—Comme le jour! gronda le chœur.
—Et pour qui pensez-vous travailler?
—Pour qui? Ah! ah! sandiéou! pour qui!... Savez-vous l'histoire des trois Philippe? Non? Je vais vous la dire en deux mots. Ce sont trois seigneurs de bonne maison, capédébiou! L'un est Philippe de Mantoue, prince de Gonzague, votre maître, monsieur de Peyrolles, une altesse ruinée, traquée, qui se vendrait au diable à bien bon marché; le second est Philippe de Nevers, que nous attendons; le troisième est Philippe de France, duc de Chartres... Tous trois beaux, ma foi! tous trois jeunes et brillants. Or, tâchez de concevoir l'amitié la plus robuste, la plus héroïque, la plus impossible, vous n'aurez qu'une faible idée de la mutuelle tendresse que se portent les trois Philippe. Voilà ce qu'on dit partout à Paris. Nous laisserons de côté, s'il vous plaît, pour cause, le neveu du roi. Nous ne nous occuperons que de Nevers et de Gonzague, que de Pythias et que de Damon.

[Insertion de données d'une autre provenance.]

//! Brazilian state (UF) code tables.

use serde::{Deserialize, Serialize};

/// The 27 federative units, identified by their two-letter abbreviation.
#[derive(Debug, Clone, Copy, PartialEq, Eq, Hash, Serialize, Deserialize)]
pub enum Uf {
    Ac,
    Al,
    Ap,
    Am,
    Ba,
    Ce,
    Df,
    Es,
    Go,
    Ma,
    Mt,
    Ms,
    Mg,
    Pa,
    Pb,
    Pr,
    Pe,
    Pi,
    Rj,
    Rn,
    Rs,
    Ro,
    Rr,
    Sc,
    Sp,
    Se,
    To,
}

impl Uf {
    /// Two-letter abbreviation as it appears in the document.
    pub fn code(&self) -> &'static str {
        match self {
            Self::Ac => "AC",
            Self::Al => "AL",
            Self::Ap => "AP",
            Self::Am => "AM",
            Self::Ba => "BA",
            Self::Ce => "CE",
            Self::Df => "DF",
            Self::Es => "ES",
            Self::Go => "GO",
            Self::Ma => "MA",
            Self::Mt => "MT",
            Self::Ms => "MS",
            Self::Mg => "MG",
            Self::Pa => "PA",
            Self::Pb => "PB",
            Self::Pr => "PR",
            Self::Pe => "PE",
            Self::Pi => "PI",
            Self::Rj => "RJ",
            Self::Rn => "RN",
            Self::Rs => "RS",
            Self::Ro => "RO",
            Self::Rr => "RR",
            Self::Sc => "SC",
            Self::Sp => "SP",
            Self::Se => "SE",
            Self::To => "TO",
        }
    }

    /// Parse a two-letter abbreviation.
    pub fn from_code(code: &str) -> Option<Self> {
        match code {
            "AC" => Some(Self::Ac),
            "AL" => Some(Self::Al),
            "AP" => Some(Self::Ap),
            "AM" => Some(Self::Am),
            "BA" => Some(Self::Ba),
            "CE" => Some(Self::Ce),
            "DF" => Some(Self::Df),
            "ES" => Some(Self::Es),
            "GO" => Some(Self::Go),
            "MA" => Some(Self::Ma),
            "MT" => Some(Self::Mt),
            "MS" => Some(Self::Ms),
            "MG" => Some(Self::Mg),
            "PA" => Some(Self::Pa),
            "PB" => Some(Self::Pb),
            "PR" => Some(Self::Pr),
            "PE" => Some(Self::Pe),
            "PI" => Some(Self::Pi),
            "RJ" => Some(Self::Rj),
            "RN" => Some(Self::Rn),
            "RS" => Some(Self::Rs),
            "RO" => Some(Self::Ro),
            "RR" => Some(Self::Rr),
            "SC" => Some(Self::Sc),
            "SP" => Some(Self::Sp),
            "SE" => Some(Self::Se),
            "TO" => Some(Self::To),
            _ => None,
        }
    }

    /// IBGE numeric code used in the access key and document references.
    pub fn codigo(&self) -> u8 {
        match self {
            Self::Ac => 12,
            Self::Al => 27,
            Self::Ap => 16,
            Self::Am => 13,
            Self::Ba => 29,
            Self::Ce => 23,
            Self::Df => 53,
            Self::Es => 32,
            Self::Go => 52,
            Self::Ma => 21,
            Self::Mt => 51,
            Self::Ms => 50,
            Self::Mg => 31,
            Self::Pa => 15,
            Self::Pb => 25,
            Self::Pr => 41,
            Self::Pe => 26,
            Self::Pi => 22,
            Self::Rj => 33,
            Self::Rn => 24,
            Self::Rs => 43,
            Self::Ro => 11,
            Self::Rr => 14,
            Self::Sc => 42,
            Self::Sp => 35,
            Self::Se => 28,
            Self::To => 17,
        }
    }

    /// Parse an IBGE numeric state code.
    pub fn from_codigo(codigo: u8) -> Option<Self> {
        match codigo {
            12 => Some(Self::Ac),
            27 => Some(Self::Al),
            16 => Some(Self::Ap),
            13 => Some(Self::Am),
            29 => Some(Self::Ba),
            23 => Some(Self::Ce),
            53 => Some(Self::Df),
            32 => Some(Self::Es),
            52 => Some(Self::Go),
            21 => Some(Self::Ma),
            51 => Some(Self::Mt),
            50 => Some(Self::Ms),
            31 => Some(Self::Mg),
            15 => Some(Self::Pa),
            25 => Some(Self::Pb),
            41 => Some(Self::Pr),
            26 => Some(Self::Pe),
            22 => Some(Self::Pi),
            33 => Some(Self::Rj),
            24 => Some(Self::Rn),
            43 => Some(Self::Rs),
            11 => Some(Self::Ro),
            14 => Some(Self::Rr),
            42 => Some(Self::Sc),
            35 => Some(Self::Sp),
            28 => Some(Self::Se),
            17 => Some(Self::To),
            _ => None,
        }
    }

    /// States whose emitters must inform a fiscal-benefit code (cBenef)
    /// on every line item.
    pub fn requires_cbenef(&self) -> bool {
        matches!(
            self,
            Self::Df | Self::Es | Self::Go | Self::Pr | Self::Rs | Self::Rj | Self::Sc
        )
    }
}

/// Check whether `code` is one of the 27 state abbreviations.
pub fn is_known_uf(code: &str) -> bool {
    Uf::from_code(code).is_some()
}

/// Check a state field that also admits `"EX"` (operations abroad), as in
/// `UFST` and `UFCons`.
pub fn is_known_uf_or_exterior(code: &str) -> bool {
    code == "EX" || is_known_uf(code)
}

—Eh! morbleu! s'écria ici Peyrolles, allez-vous accuser Damon de vouloir assassiner Pythias?
—Eh donc! fit le Gascon, le vrai Damon était à son aise; le Damon du temps de Denys, tyran de Syracuse... et le vrai Pythias n'avait pas six cent mille écus de revenu.

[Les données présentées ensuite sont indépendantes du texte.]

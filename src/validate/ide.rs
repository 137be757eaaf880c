//! Identification block validation, including prior-document references.

use crate::core::constraint::*;
use crate::core::uf::Uf;
use crate::core::{Ide, NfRef, RefEcf, RefNf, RefNfModelo, RefNfProdutor, ValidationError};

const TP_NF: &[&str] = &["0", "1"];
const ID_DEST: &[&str] = &["1", "2", "3"];
const TP_IMP: &[&str] = &["0", "1", "2", "3"];
const FIN_NFE: &[&str] = &["1", "2", "3", "4"];
const IND_FINAL: &[&str] = &["0", "1"];
const IND_PRES: &[&str] = &["0", "1", "2", "3", "4", "5", "9"];
const IND_INTERMED: &[&str] = &["0", "1"];

/// Validate the identification block. Assumes the document was normalized
/// (series and emission timestamps already defaulted).
pub fn validate_ide(ide: &Ide, errors: &mut Vec<ValidationError>) {
    check_text(&ide.nat_op, 1, 60, "ide.natOp", errors);
    check_serie(ide.serie, "ide.serie", errors);
    check_n_nf(ide.n_nf, "ide.nNF", errors);
    check_code(&ide.tp_nf, TP_NF, "ide.tpNF", errors);
    check_code(&ide.id_dest, ID_DEST, "ide.idDest", errors);
    check_code(&ide.tp_imp, TP_IMP, "ide.tpImp", errors);
    check_code(&ide.fin_nfe, FIN_NFE, "ide.finNFe", errors);
    check_code(&ide.ind_final, IND_FINAL, "ide.indFinal", errors);
    check_code(&ide.ind_pres, IND_PRES, "ide.indPres", errors);
    if let Some(ind_intermed) = &ide.ind_intermed {
        check_code(ind_intermed, IND_INTERMED, "ide.indIntermed", errors);
    }

    if ide.nf_ref.len() > 500 {
        errors.push(ValidationError::structural(
            "ide.NFref",
            "a lista de documentos referenciados admite no máximo 500 entradas",
        ));
    }
    for (i, nf_ref) in ide.nf_ref.iter().enumerate() {
        validate_nf_ref(nf_ref, &format!("ide.NFref[{i}]"), errors);
    }
}

fn check_serie(serie: Option<u16>, field: &str, errors: &mut Vec<ValidationError>) {
    if serie.is_some_and(|s| s > 969) {
        errors.push(ValidationError::format(field, "a série deve estar entre 0 e 969"));
    }
}

fn check_n_nf(n_nf: u32, field: &str, errors: &mut Vec<ValidationError>) {
    if !(1..1_000_000_000).contains(&n_nf) {
        errors.push(ValidationError::format(
            field,
            "o número do documento deve estar entre 1 e 999999999",
        ));
    }
}

fn validate_nf_ref(nf_ref: &NfRef, prefix: &str, errors: &mut Vec<ValidationError>) {
    match nf_ref {
        NfRef::Nfe { ref_nfe, ref_nf } => {
            check_digits(ref_nfe, 44, &format!("{prefix}.refNFe"), errors);
            match ref_nf {
                RefNf::Modelo(modelo) => validate_ref_modelo(modelo, prefix, errors),
                RefNf::Produtor(produtor) => validate_ref_produtor(produtor, prefix, errors),
            }
        }
        NfRef::Ecf { ref_cte, ref_ecf } => {
            check_digits(ref_cte, 44, &format!("{prefix}.refCTe"), errors);
            validate_ref_ecf(ref_ecf, prefix, errors);
        }
    }
}

fn validate_ref_modelo(r: &RefNfModelo, prefix: &str, errors: &mut Vec<ValidationError>) {
    check_c_uf(r.c_uf, &format!("{prefix}.refNF.cUF"), errors);
    check_aamm(&r.aamm, &format!("{prefix}.refNF.AAMM"), errors);
    check_cnpj(&r.cnpj, &format!("{prefix}.refNF.CNPJ"), errors);
    check_code(&r.modelo, &["01", "02"], &format!("{prefix}.refNF.mod"), errors);
    check_serie(r.serie, &format!("{prefix}.refNF.serie"), errors);
    check_n_nf(r.n_nf, &format!("{prefix}.refNF.nNF"), errors);
}

fn validate_ref_produtor(r: &RefNfProdutor, prefix: &str, errors: &mut Vec<ValidationError>) {
    check_c_uf(r.c_uf, &format!("{prefix}.refNF.cUF"), errors);
    check_aamm(&r.aamm, &format!("{prefix}.refNF.AAMM"), errors);
    check_cnpj_or_cpf(&r.cpf_cnpj, &format!("{prefix}.refNF.cpfCnpj"), errors);
    if let Some(ie) = &r.ie {
        check_ie(ie, &format!("{prefix}.refNF.ie"), errors);
    }
    check_code(&r.modelo, &["01", "04"], &format!("{prefix}.refNF.mod"), errors);
    check_serie(r.serie, &format!("{prefix}.refNF.serie"), errors);
    check_n_nf(r.n_nf, &format!("{prefix}.refNF.nNF"), errors);
}

fn validate_ref_ecf(r: &RefEcf, prefix: &str, errors: &mut Vec<ValidationError>) {
    check_code(&r.modelo, &["2B", "2C", "2D"], &format!("{prefix}.refECF.mod"), errors);
    if !(100..=999).contains(&r.n_ecf) {
        errors.push(ValidationError::format(
            format!("{prefix}.refECF.nECF"),
            "o número do equipamento deve estar entre 100 e 999",
        ));
    }
    if !(100_000..=999_999).contains(&r.n_coo) {
        errors.push(ValidationError::format(
            format!("{prefix}.refECF.nCOO"),
            "o contador de cupom deve estar entre 100000 e 999999",
        ));
    }
}

fn check_c_uf(c_uf: u8, field: &str, errors: &mut Vec<ValidationError>) {
    if Uf::from_codigo(c_uf).is_none() {
        errors.push(ValidationError::domain(
            field,
            format!("código de UF '{c_uf}' desconhecido"),
        ));
    }
}

/// AAMM — two-digit year followed by a 01-12 month.
fn check_aamm(aamm: &str, field: &str, errors: &mut Vec<ValidationError>) {
    let ok = aamm.len() == 4
        && aamm.bytes().all(|b| b.is_ascii_digit())
        && matches!(&aamm[2..], "01" | "02" | "03" | "04" | "05" | "06" | "07" | "08" | "09"
            | "10" | "11" | "12");
    if !ok {
        errors.push(ValidationError::format(
            field,
            "AAMM deve conter ano e mês no formato AAMM",
        ));
    }
}

/// IE — state registration: 2 to 14 digits, or the literal "ISENTO".
pub fn check_ie(ie: &str, field: &str, errors: &mut Vec<ValidationError>) {
    if ie == "ISENTO" {
        return;
    }
    check_digits_range(ie, 2, 14, field, errors);
}

#[cfg(test)]
mod tests {
    use super::*;

    fn ide() -> Ide {
        Ide {
            nat_op: "VENDA DE MERCADORIA".into(),
            serie: Some(1),
            n_nf: 1234,
            dh_emi: None,
            dh_sai_ent: None,
            tp_nf: "1".into(),
            id_dest: "1".into(),
            tp_imp: "1".into(),
            fin_nfe: "1".into(),
            ind_final: "1".into(),
            ind_pres: "1".into(),
            ind_intermed: None,
            nf_ref: Vec::new(),
        }
    }

    fn run(ide: &Ide) -> Vec<ValidationError> {
        let mut errors = Vec::new();
        validate_ide(ide, &mut errors);
        errors
    }

    #[test]
    fn valid_block() {
        assert!(run(&ide()).is_empty());
    }

    #[test]
    fn serie_and_numbering_bounds() {
        let mut i = ide();
        i.serie = Some(970);
        i.n_nf = 1_000_000_000;
        let errors = run(&i);
        assert_eq!(errors.len(), 2);
    }

    #[test]
    fn code_tables_are_closed() {
        let mut i = ide();
        i.tp_nf = "2".into();
        i.ind_pres = "6".into();
        let errors = run(&i);
        assert!(errors.iter().any(|e| e.field == "ide.tpNF"));
        assert!(errors.iter().any(|e| e.field == "ide.indPres"));
    }

    #[test]
    fn reference_shapes() {
        let mut i = ide();
        i.nf_ref.push(NfRef::Nfe {
            ref_nfe: "1".repeat(44),
            ref_nf: RefNf::Produtor(RefNfProdutor {
                c_uf: 35,
                aamm: "2406".into(),
                cpf_cnpj: "11222333000181".into(),
                ie: Some("ISENTO".into()),
                modelo: "04".into(),
                serie: Some(0),
                n_nf: 55,
            }),
        });
        assert!(run(&i).is_empty());
    }

    #[test]
    fn reference_rejects_unknown_uf_and_month() {
        let mut i = ide();
        i.nf_ref.push(NfRef::Nfe {
            ref_nfe: "1".repeat(44),
            ref_nf: RefNf::Modelo(RefNfModelo {
                c_uf: 99,
                aamm: "2413".into(),
                cnpj: "11222333000181".into(),
                modelo: "01".into(),
                serie: None,
                n_nf: 55,
            }),
        });
        let errors = run(&i);
        assert!(errors.iter().any(|e| e.field.ends_with("cUF")));
        assert!(errors.iter().any(|e| e.field.ends_with("AAMM")));
    }

    #[test]
    fn ecf_reference_bounds() {
        let mut i = ide();
        i.nf_ref.push(NfRef::Ecf {
            ref_cte: "2".repeat(44),
            ref_ecf: RefEcf {
                modelo: "2B".into(),
                n_ecf: 99,
                n_coo: 99_999,
            },
        });
        let errors = run(&i);
        assert_eq!(errors.len(), 2);
    }
}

—Que notre Pythias, à nous, possède, interrompit Passepoil, et dont notre Damon est l'héritier présomptif.
—Vous sentez, mon bon monsieur de Peyrolles, poursuivit Cocardasse, que cela change bien la thèse; j'ajoute que le vrai Pythias n'avait point une aimable maîtresse comme Aurore de Caylus, et que le vrai Damon n'était pas amoureux de la belle, ou plutôt de sa dot.

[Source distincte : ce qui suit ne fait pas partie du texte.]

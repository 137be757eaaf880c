//! Totals, transport, billing, payment and addenda validation.

use crate::core::constraint::*;
use crate::core::uf::is_known_uf;
use crate::core::{Cobr, InfAdic, Pag, Total, Transp, ValidationError};

use super::ide::check_ie;
use super::rules::{TRANSPORTA_RULES, apply_rules};

const MOD_FRETE: &[&str] = &["0", "1", "2", "3", "4", "9"];
const IND_PAG: &[&str] = &["0", "1"];
const T_PAG: &[&str] = &[
    "01", "02", "03", "04", "05", "10", "11", "12", "13", "14", "15", "16", "17", "18", "19",
    "90", "99",
];
const TP_INTEGRA: &[&str] = &["1", "2"];
const T_BAND: &[&str] = &["01", "02", "03", "04", "05", "06", "99"];

/// Validate the totals block. Amounts are taken as declared; only their
/// decimal-place budget is enforced here.
pub fn validate_total(total: &Total, errors: &mut Vec<ValidationError>) {
    let t = &total.icms_tot;
    for (value, tag) in [
        (t.v_bc, "vBC"),
        (t.v_icms, "vICMS"),
        (t.v_icms_deson, "vICMSDeson"),
        (t.v_fcp, "vFCP"),
        (t.v_bc_st, "vBCST"),
        (t.v_st, "vST"),
        (t.v_fcp_st, "vFCPST"),
        (t.v_fcp_st_ret, "vFCPSTRet"),
        (t.v_prod, "vProd"),
        (t.v_frete, "vFrete"),
        (t.v_seg, "vSeg"),
        (t.v_desc, "vDesc"),
        (t.v_ii, "vII"),
        (t.v_ipi, "vIPI"),
        (t.v_ipi_devol, "vIPIDevol"),
        (t.v_pis, "vPIS"),
        (t.v_cofins, "vCOFINS"),
        (t.v_outro, "vOutro"),
        (t.v_nf, "vNF"),
    ] {
        check_precision(value, 2, &format!("total.ICMSTot.{tag}"), errors);
    }
    if let Some(v_tot_trib) = t.v_tot_trib {
        check_precision(v_tot_trib, 2, "total.ICMSTot.vTotTrib", errors);
    }

    if let Some(issqn_tot) = &total.issqn_tot {
        for (value, tag) in [
            (issqn_tot.v_serv, "vServ"),
            (issqn_tot.v_bc, "vBC"),
            (issqn_tot.v_iss, "vISS"),
            (issqn_tot.v_pis, "vPIS"),
            (issqn_tot.v_cofins, "vCOFINS"),
        ] {
            if let Some(value) = value {
                check_precision(value, 2, &format!("total.ISSQNtot.{tag}"), errors);
            }
        }
    }

    if let Some(ret_trib) = &total.ret_trib {
        for (value, tag) in [
            (ret_trib.v_ret_pis, "vRetPIS"),
            (ret_trib.v_ret_cofins, "vRetCOFINS"),
            (ret_trib.v_ret_csll, "vRetCSLL"),
            (ret_trib.v_bc_irrf, "vBCIRRF"),
            (ret_trib.v_irrf, "vIRRF"),
            (ret_trib.v_bc_ret_prev, "vBCRetPrev"),
            (ret_trib.v_ret_prev, "vRetPrev"),
        ] {
            if let Some(value) = value {
                check_precision(value, 2, &format!("total.retTrib.{tag}"), errors);
            }
        }
    }
}

/// Validate the transport block, including the carrier rules.
pub fn validate_transp(transp: &Transp, errors: &mut Vec<ValidationError>) {
    check_code(&transp.mod_frete, MOD_FRETE, "transp.modFrete", errors);

    if let Some(transporta) = &transp.transporta {
        if let Some(cnpj) = &transporta.cnpj {
            check_cnpj(cnpj, "transp.transporta.CNPJ", errors);
        }
        if let Some(cpf) = &transporta.cpf {
            check_cpf(cpf, "transp.transporta.CPF", errors);
        }
        if let Some(x_nome) = &transporta.x_nome {
            check_text(x_nome, 2, 60, "transp.transporta.xNome", errors);
        }
        if let Some(ie) = &transporta.ie {
            check_ie(ie, "transp.transporta.IE", errors);
        }
        if let Some(x_ender) = &transporta.x_ender {
            check_text(x_ender, 1, 60, "transp.transporta.xEnder", errors);
        }
        if let Some(x_mun) = &transporta.x_mun {
            check_text(x_mun, 1, 60, "transp.transporta.xMun", errors);
        }
        if let Some(uf) = &transporta.uf {
            if !is_known_uf(uf) {
                errors.push(ValidationError::domain(
                    "transp.transporta.UF",
                    format!("UF '{uf}' desconhecida"),
                ));
            }
        }

        apply_rules(transporta, TRANSPORTA_RULES, "transp.transporta", errors);
    }

    if let Some(veic_transp) = &transp.veic_transp {
        check_placa(&veic_transp.placa, "transp.veicTransp.placa", errors);
        if let Some(uf) = &veic_transp.uf {
            if !is_known_uf(uf) {
                errors.push(ValidationError::domain(
                    "transp.veicTransp.UF",
                    format!("UF '{uf}' desconhecida"),
                ));
            }
        }
        if let Some(rntc) = &veic_transp.rntc {
            check_text(rntc, 1, 20, "transp.veicTransp.RNTC", errors);
        }
    }

    for (i, vol) in transp.vol.iter().enumerate() {
        let prefix = format!("transp.vol[{i}]");
        if let Some(esp) = &vol.esp {
            check_text(esp, 1, 60, &format!("{prefix}.esp"), errors);
        }
        if let Some(marca) = &vol.marca {
            check_text(marca, 1, 60, &format!("{prefix}.marca"), errors);
        }
        if let Some(n_vol) = &vol.n_vol {
            check_text(n_vol, 1, 60, &format!("{prefix}.nVol"), errors);
        }
        if let Some(peso_l) = vol.peso_l {
            check_precision(peso_l, 3, &format!("{prefix}.pesoL"), errors);
        }
        if let Some(peso_b) = vol.peso_b {
            check_precision(peso_b, 3, &format!("{prefix}.pesoB"), errors);
        }
    }
}

/// placa — 7-character alphanumeric license plate.
fn check_placa(placa: &str, field: &str, errors: &mut Vec<ValidationError>) {
    let ok = placa.len() == 7 && placa.bytes().all(|b| b.is_ascii_alphanumeric());
    if !ok {
        errors.push(ValidationError::format(
            field,
            "a placa deve ter 7 caracteres alfanuméricos",
        ));
    }
}

/// Validate the billing block.
pub fn validate_cobr(cobr: &Cobr, errors: &mut Vec<ValidationError>) {
    if let Some(fat) = &cobr.fat {
        check_text(&fat.n_fat, 1, 60, "cobr.fat.nFat", errors);
        check_precision(fat.v_orig, 2, "cobr.fat.vOrig", errors);
        if let Some(v_desc) = fat.v_desc {
            check_precision(v_desc, 2, "cobr.fat.vDesc", errors);
        }
        check_precision(fat.v_liq, 2, "cobr.fat.vLiq", errors);
    }

    if cobr.dup.len() > 120 {
        errors.push(ValidationError::structural(
            "cobr.dup",
            "a lista de duplicatas admite no máximo 120 entradas",
        ));
    }
    for (i, dup) in cobr.dup.iter().enumerate() {
        let prefix = format!("cobr.dup[{i}]");
        check_text(&dup.n_dup, 1, 60, &format!("{prefix}.nDup"), errors);
        check_precision(dup.v_dup, 2, &format!("{prefix}.vDup"), errors);
    }
}

/// Validate the payment block.
pub fn validate_pag(pag: &Pag, errors: &mut Vec<ValidationError>) {
    if pag.det_pag.is_empty() || pag.det_pag.len() > 100 {
        errors.push(ValidationError::structural(
            "pag.detPag",
            "o bloco de pagamento deve conter entre 1 e 100 formas",
        ));
    }
    for (i, det_pag) in pag.det_pag.iter().enumerate() {
        let prefix = format!("pag.detPag[{i}]");
        if let Some(ind_pag) = &det_pag.ind_pag {
            check_code(ind_pag, IND_PAG, &format!("{prefix}.indPag"), errors);
        }
        check_code(&det_pag.t_pag, T_PAG, &format!("{prefix}.tPag"), errors);
        check_precision(det_pag.v_pag, 2, &format!("{prefix}.vPag"), errors);
        if let Some(card) = &det_pag.card {
            check_code(&card.tp_integra, TP_INTEGRA, &format!("{prefix}.card.tpIntegra"), errors);
            if let Some(cnpj) = &card.cnpj {
                check_cnpj(cnpj, &format!("{prefix}.card.CNPJ"), errors);
            }
            if let Some(t_band) = &card.t_band {
                check_code(t_band, T_BAND, &format!("{prefix}.card.tBand"), errors);
            }
            if let Some(c_aut) = &card.c_aut {
                check_text(c_aut, 1, 20, &format!("{prefix}.card.cAut"), errors);
            }
        }
    }
    if let Some(v_troco) = pag.v_troco {
        check_precision(v_troco, 2, "pag.vTroco", errors);
    }
}

/// Validate the free-text addenda.
pub fn validate_inf_adic(inf_adic: &InfAdic, errors: &mut Vec<ValidationError>) {
    if let Some(inf_ad_fisco) = &inf_adic.inf_ad_fisco {
        check_text(inf_ad_fisco, 1, 2000, "infAdic.infAdFisco", errors);
    }
    if let Some(inf_cpl) = &inf_adic.inf_cpl {
        check_text(inf_cpl, 1, 5000, "infAdic.infCpl", errors);
    }
}

#[cfg(test)]
mod tests {
    use super::*;
    use crate::core::{DetPag, Dup, Fat, IcmsTot, Transporta};
    use rust_decimal_macros::dec;

    fn icms_tot() -> IcmsTot {
        IcmsTot {
            v_bc: dec!(1000.00),
            v_icms: dec!(180.00),
            v_icms_deson: dec!(0),
            v_fcp: dec!(0),
            v_bc_st: dec!(0),
            v_st: dec!(0),
            v_fcp_st: dec!(0),
            v_fcp_st_ret: dec!(0),
            v_prod: dec!(1000.00),
            v_frete: dec!(0),
            v_seg: dec!(0),
            v_desc: dec!(0),
            v_ii: dec!(0),
            v_ipi: dec!(0),
            v_ipi_devol: dec!(0),
            v_pis: dec!(16.50),
            v_cofins: dec!(76.00),
            v_outro: dec!(0),
            v_nf: dec!(1180.00),
            v_tot_trib: None,
        }
    }

    #[test]
    fn totals_precision() {
        let mut errors = Vec::new();
        validate_total(
            &Total {
                icms_tot: icms_tot(),
                issqn_tot: None,
                ret_trib: None,
            },
            &mut errors,
        );
        assert!(errors.is_empty(), "{errors:?}");

        let mut t = icms_tot();
        t.v_nf = dec!(1180.001);
        let mut errors = Vec::new();
        validate_total(
            &Total {
                icms_tot: t,
                issqn_tot: None,
                ret_trib: None,
            },
            &mut errors,
        );
        assert_eq!(errors.len(), 1);
        assert_eq!(errors[0].field, "total.ICMSTot.vNF");
    }

    fn transporta() -> Transporta {
        Transporta {
            cnpj: Some("11222333000181".into()),
            cpf: None,
            x_nome: Some("Transportes Rapidos Ltda".into()),
            ie: Some("123456789".into()),
            x_ender: Some("Rodovia BR-116 km 20".into()),
            x_mun: Some("Curitiba".into()),
            uf: Some("PR".into()),
        }
    }

    #[test]
    fn carrier_with_ie_needs_state() {
        let mut errors = Vec::new();
        let transp = Transp {
            mod_frete: "0".into(),
            transporta: Some(Transporta {
                uf: None,
                ..transporta()
            }),
            veic_transp: None,
            vol: Vec::new(),
        };
        validate_transp(&transp, &mut errors);
        assert_eq!(errors.len(), 1);
        assert_eq!(errors[0].field, "transp.transporta.UF");

        let mut errors = Vec::new();
        validate_transp(
            &Transp {
                mod_frete: "0".into(),
                transporta: Some(transporta()),
                veic_transp: None,
                vol: Vec::new(),
            },
            &mut errors,
        );
        assert!(errors.is_empty(), "{errors:?}");
    }

    #[test]
    fn carrier_ids_are_exclusive() {
        let mut errors = Vec::new();
        let transp = Transp {
            mod_frete: "0".into(),
            transporta: Some(Transporta {
                cpf: Some("52998224725".into()),
                ..transporta()
            }),
            veic_transp: None,
            vol: Vec::new(),
        };
        validate_transp(&transp, &mut errors);
        assert_eq!(errors.len(), 1);
        assert!(errors[0].message.contains("não podem ser informados"));
    }

    #[test]
    fn billing_and_payment() {
        let mut errors = Vec::new();
        validate_cobr(
            &Cobr {
                fat: Some(Fat {
                    n_fat: "FAT-001".into(),
                    v_orig: dec!(1180.00),
                    v_desc: None,
                    v_liq: dec!(1180.00),
                }),
                dup: vec![Dup {
                    n_dup: "001".into(),
                    d_venc: None,
                    v_dup: dec!(1180.00),
                }],
            },
            &mut errors,
        );
        assert!(errors.is_empty(), "{errors:?}");

        let mut errors = Vec::new();
        validate_pag(
            &Pag {
                det_pag: Vec::new(),
                v_troco: None,
            },
            &mut errors,
        );
        assert_eq!(errors.len(), 1);
        assert_eq!(errors[0].field, "pag.detPag");

        let mut errors = Vec::new();
        validate_pag(
            &Pag {
                det_pag: vec![DetPag {
                    ind_pag: Some("0".into()),
                    t_pag: "17".into(),
                    v_pag: dec!(1180.00),
                    card: None,
                }],
                v_troco: None,
            },
            &mut errors,
        );
        assert!(errors.is_empty(), "{errors:?}");
    }
}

—Voilà! conclut pour la seconde fois frère Passepoil.
Cocardasse prit son verre et l'emplit.
—Messieurs, reprit-il, à la santé de Damon... je veux dire de Gonzague, qui aurait demain six cent mille écus de revenu, mademoiselle de Caylus et sa dot, si Pythias... je veux dire Nevers, s'en allait de vie à trépas cette nuit!